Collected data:
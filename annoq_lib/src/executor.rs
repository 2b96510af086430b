use std::io;
use std::path::Path;
use std::process::Output;

use async_trait::async_trait;
use tokio::process::Command;
use tracing::{debug, instrument};

use crate::settings::Settings;

/// A command to run on the annotation host, kept as a structured
/// program/argument vector so no caller ever splices values into shell text.
#[derive(Clone, Debug, PartialEq, Eq)]
pub struct RemoteCommand {
    pub program: String,
    pub args: Vec<String>,
}

impl RemoteCommand {
    pub fn new(program: &str) -> Self {
        Self {
            program: program.to_string(),
            args: Vec::new(),
        }
    }

    pub fn arg<S: Into<String>>(mut self, arg: S) -> Self {
        self.args.push(arg.into());
        self
    }

    /// Compound step expressed as a small `sh` script. Values are passed as
    /// positional parameters (`$1`, `$2`, …), never substituted into the
    /// script text itself.
    pub fn shell(script: &str, args: &[&str]) -> Self {
        let mut command = Self::new("sh").arg("-c").arg(script).arg("sh");
        for arg in args {
            command = command.arg(*arg);
        }
        command
    }

    /// Single-line rendering for log events.
    pub fn to_line(&self) -> String {
        let mut line = self.program.clone();
        for arg in &self.args {
            line.push(' ');
            line.push_str(arg);
        }
        line
    }
}

/// Captured result of one remote invocation.
#[derive(Clone, Debug, Default, PartialEq, Eq)]
pub struct CommandOutput {
    /// `None` when the process was terminated by a signal.
    pub exit_code: Option<i32>,
    pub stdout: String,
    pub stderr: String,
}

impl CommandOutput {
    pub fn success(&self) -> bool {
        self.exit_code == Some(0)
    }

    pub fn ok(stdout: &str) -> Self {
        Self {
            exit_code: Some(0),
            stdout: stdout.to_string(),
            stderr: String::new(),
        }
    }

    pub fn failed(exit_code: i32, stderr: &str) -> Self {
        Self {
            exit_code: Some(exit_code),
            stdout: String::new(),
            stderr: stderr.to_string(),
        }
    }
}

impl From<Output> for CommandOutput {
    fn from(output: Output) -> Self {
        Self {
            exit_code: output.status.code(),
            stdout: String::from_utf8_lossy(&output.stdout).into_owned(),
            stderr: String::from_utf8_lossy(&output.stderr).into_owned(),
        }
    }
}

/// Capability to run commands on the annotation host and to move corpus
/// directories to and from it. Injected into the job state machine so tests
/// and alternative transports can substitute their own.
#[async_trait]
pub trait RemoteExecutor: Send + Sync {
    async fn run(&self, command: &RemoteCommand) -> io::Result<CommandOutput>;

    /// Copy a local file or directory into `remote_dir` on the annotation
    /// host. With `delete`, files missing locally are removed remotely.
    async fn push(&self, local: &Path, remote_dir: &str, delete: bool) -> io::Result<CommandOutput>;

    /// Copy `remote_dir` from the annotation host into `local`, optionally
    /// restricted by rsync-style filter arguments.
    async fn pull(
        &self,
        remote_dir: &str,
        local: &Path,
        filters: &[String],
    ) -> io::Result<CommandOutput>;
}

/// Quote a value for inclusion in generated shell script text.
pub fn shell_quote(value: &str) -> String {
    let mut quoted = String::with_capacity(value.len() + 2);
    quoted.push('\'');
    for c in value.chars() {
        if c == '\'' {
            quoted.push_str("'\\''");
        } else {
            quoted.push(c);
        }
    }
    quoted.push('\'');
    quoted
}

/// Production executor: ssh for commands, rsync for directory transfer.
pub struct SshExecutor {
    host: String,
    user: String,
    ssh_key: String,
}

impl SshExecutor {
    pub fn new(settings: &Settings) -> Self {
        Self {
            host: settings.remote_host.clone(),
            user: settings.remote_user.clone(),
            ssh_key: settings.ssh_key.clone(),
        }
    }

    fn target(&self) -> String {
        format!("{}@{}", self.user, self.host)
    }

    /// The remote sshd hands our command line to a shell, so each token is
    /// quoted to keep the argv boundaries we were given.
    fn remote_line(command: &RemoteCommand) -> String {
        let mut line = shell_quote(&command.program);
        for arg in &command.args {
            line.push(' ');
            line.push_str(&shell_quote(arg));
        }
        line
    }
}

#[async_trait]
impl RemoteExecutor for SshExecutor {
    #[instrument(skip(self, command), fields(command = %command.to_line()))]
    async fn run(&self, command: &RemoteCommand) -> io::Result<CommandOutput> {
        let output = Command::new("ssh")
            .arg("-i")
            .arg(&self.ssh_key)
            .arg(self.target())
            .arg(Self::remote_line(command))
            .output()
            .await?;
        let output = CommandOutput::from(output);
        debug!(exit_code = ?output.exit_code, "remote command finished");
        Ok(output)
    }

    #[instrument(skip(self, local))]
    async fn push(&self, local: &Path, remote_dir: &str, delete: bool) -> io::Result<CommandOutput> {
        let mut command = Command::new("rsync");
        command.arg("-av");
        if delete {
            command.arg("--delete");
        }
        command
            .arg("-e")
            .arg(format!("ssh -i {}", self.ssh_key))
            .arg(local)
            .arg(format!("{}:{}/", self.target(), remote_dir));
        Ok(CommandOutput::from(command.output().await?))
    }

    #[instrument(skip(self, local))]
    async fn pull(
        &self,
        remote_dir: &str,
        local: &Path,
        filters: &[String],
    ) -> io::Result<CommandOutput> {
        let mut command = Command::new("rsync");
        command.arg("-av");
        for filter in filters {
            command.arg(filter);
        }
        command
            .arg("-e")
            .arg(format!("ssh -i {}", self.ssh_key))
            .arg(format!("{}:{}", self.target(), remote_dir))
            .arg(local);
        Ok(CommandOutput::from(command.output().await?))
    }
}

#[cfg(test)]
mod test {
    use super::*;

    #[test]
    fn test_shell_quote() {
        assert_eq!("'plain.txt'", shell_quote("plain.txt"));
        assert_eq!("'with space'", shell_quote("with space"));
        assert_eq!("'it'\\''s'", shell_quote("it's"));
    }

    #[test]
    fn test_shell_command_positional_args() {
        let command = RemoteCommand::shell(r#"mkdir -p "$1""#, &["corpora/demo"]);
        assert_eq!("sh", command.program);
        assert_eq!(
            vec!["-c", r#"mkdir -p "$1""#, "sh", "corpora/demo"],
            command.args
        );
    }

    #[test]
    fn test_remote_line_is_fully_quoted() {
        let command = RemoteCommand::new("kill").arg("-0").arg("4242");
        assert_eq!("'kill' '-0' '4242'", SshExecutor::remote_line(&command));
    }
}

## Directions
Return every line of the data unchanged.

## Solution to the exercise
filename annoq_lib/src/executor.rs
repository 2b96510af086430b
use std::io;
use std::path::Path;
use std::process::Output;

use async_trait::async_trait;
use tokio::process::Command;
use tracing::{debug, instrument};

use crate::settings::Settings;

/// A command to run on the annotation host, kept as a structured
/// program/argument vector so no caller ever splices values into shell text.
#[derive(Clone, Debug, PartialEq, Eq)]
pub struct RemoteCommand {
    pub program: String,
    pub args: Vec<String>,
}

impl RemoteCommand {
    pub fn new(program: &str) -> Self {
        Self {
            program: program.to_string(),
            args: Vec::new(),
        }
    }

    pub fn arg<S: Into<String>>(mut self, arg: S) -> Self {
        self.args.push(arg.into());
        self
    }

    /// Compound step expressed as a small `sh` script. Values are passed as
    /// positional parameters (`$1`, `$2`, …), never substituted into the
    /// script text itself.
    pub fn shell(script: &str, args: &[&str]) -> Self {
        let mut command = Self::new("sh").arg("-c").arg(script).arg("sh");
        for arg in args {
            command = command.arg(*arg);
        }
        command
    }

    /// Single-line rendering for log events.
    pub fn to_line(&self) -> String {
        let mut line = self.program.clone();
        for arg in &self.args {
            line.push(' ');
            line.push_str(arg);
        }
        line
    }
}

/// Captured result of one remote invocation.
#[derive(Clone, Debug, Default, PartialEq, Eq)]
pub struct CommandOutput {
    /// `None` when the process was terminated by a signal.
    pub exit_code: Option<i32>,
    pub stdout: String,
    pub stderr: String,
}

impl CommandOutput {
    pub fn success(&self) -> bool {
        self.exit_code == Some(0)
    }

    pub fn ok(stdout: &str) -> Self {
        Self {
            exit_code: Some(0),
            stdout: stdout.to_string(),
            stderr: String::new(),
        }
    }

    pub fn failed(exit_code: i32, stderr: &str) -> Self {
        Self {
            exit_code: Some(exit_code),
            stdout: String::new(),
            stderr: stderr.to_string(),
        }
    }
}

impl From<Output> for CommandOutput {
    fn from(output: Output) -> Self {
        Self {
            exit_code: output.status.code(),
            stdout: String::from_utf8_lossy(&output.stdout).into_owned(),
            stderr: String::from_utf8_lossy(&output.stderr).into_owned(),
        }
    }
}

/// Capability to run commands on the annotation host and to move corpus
/// directories to and from it. Injected into the job state machine so tests
/// and alternative transports can substitute their own.
#[async_trait]
pub trait RemoteExecutor: Send + Sync {
    async fn run(&self, command: &RemoteCommand) -> io::Result<CommandOutput>;

    /// Copy a local file or directory into `remote_dir` on the annotation
    /// host. With `delete`, files missing locally are removed remotely.
    async fn push(&self, local: &Path, remote_dir: &str, delete: bool) -> io::Result<CommandOutput>;

    /// Copy `remote_dir` from the annotation host into `local`, optionally
    /// restricted by rsync-style filter arguments.
    async fn pull(
        &self,
        remote_dir: &str,
        local: &Path,
        filters: &[String],
    ) -> io::Result<CommandOutput>;
}

/// Quote a value for inclusion in generated shell script text.
pub fn shell_quote(value: &str) -> String {
    let mut quoted = String::with_capacity(value.len() + 2);
    quoted.push('\'');
    for c in value.chars() {
        if c == '\'' {
            quoted.push_str("'\\''");
        } else {
            quoted.push(c);
        }
    }
    quoted.push('\'');
    quoted
}

/// Production executor: ssh for commands, rsync for directory transfer.
pub struct SshExecutor {
    host: String,
    user: String,
    ssh_key: String,
}

impl SshExecutor {
    pub fn new(settings: &Settings) -> Self {
        Self {
            host: settings.remote_host.clone(),
            user: settings.remote_user.clone(),
            ssh_key: settings.ssh_key.clone(),
        }
    }

    fn target(&self) -> String {
        format!("{}@{}", self.user, self.host)
    }

    /// The remote sshd hands our command line to a shell, so each token is
    /// quoted to keep the argv boundaries we were given.
    fn remote_line(command: &RemoteCommand) -> String {
        let mut line = shell_quote(&command.program);
        for arg in &command.args {
            line.push(' ');
            line.push_str(&shell_quote(arg));
        }
        line
    }
}

#[async_trait]
impl RemoteExecutor for SshExecutor {
    #[instrument(skip(self, command), fields(command = %command.to_line()))]
    async fn run(&self, command: &RemoteCommand) -> io::Result<CommandOutput> {
        let output = Command::new("ssh")
            .arg("-i")
            .arg(&self.ssh_key)
            .arg(self.target())
            .arg(Self::remote_line(command))
            .output()
            .await?;
        let output = CommandOutput::from(output);
        debug!(exit_code = ?output.exit_code, "remote command finished");
        Ok(output)
    }

    #[instrument(skip(self, local))]
    async fn push(&self, local: &Path, remote_dir: &str, delete: bool) -> io::Result<CommandOutput> {
        let mut command = Command::new("rsync");
        command.arg("-av");
        if delete {
            command.arg("--delete");
        }
        command
            .arg("-e")
            .arg(format!("ssh -i {}", self.ssh_key))
            .arg(local)
            .arg(format!("{}:{}/", self.target(), remote_dir));
        Ok(CommandOutput::from(command.output().await?))
    }

    #[instrument(skip(self, local))]
    async fn pull(
        &self,
        remote_dir: &str,
        local: &Path,
        filters: &[String],
    ) -> io::Result<CommandOutput> {
        let mut command = Command::new("rsync");
        command.arg("-av");
        for filter in filters {
            command.arg(filter);
        }
        command
            .arg("-e")
            .arg(format!("ssh -i {}", self.ssh_key))
            .arg(format!("{}:{}", self.target(), remote_dir))
            .arg(local);
        Ok(CommandOutput::from(command.output().await?))
    }
}

#[cfg(test)]
mod test {
    use super::*;

    #[test]
    fn test_shell_quote() {
        assert_eq!("'plain.txt'", shell_quote("plain.txt"));
        assert_eq!("'with space'", shell_quote("with space"));
        assert_eq!("'it'\\''s'", shell_quote("it's"));
    }

    #[test]
    fn test_shell_command_positional_args() {
        let command = RemoteCommand::shell(r#"mkdir -p "$1""#, &["corpora/demo"]);
        assert_eq!("sh", command.program);
        assert_eq!(
            vec!["-c", r#"mkdir -p "$1""#, "sh", "corpora/demo"],
            command.args
        );
    }

    #[test]
    fn test_remote_line_is_fully_quoted() {
        let command = RemoteCommand::new("kill").arg("-0").arg("4242");
        assert_eq!("'kill' '-0' '4242'", SshExecutor::remote_line(&command));
    }
}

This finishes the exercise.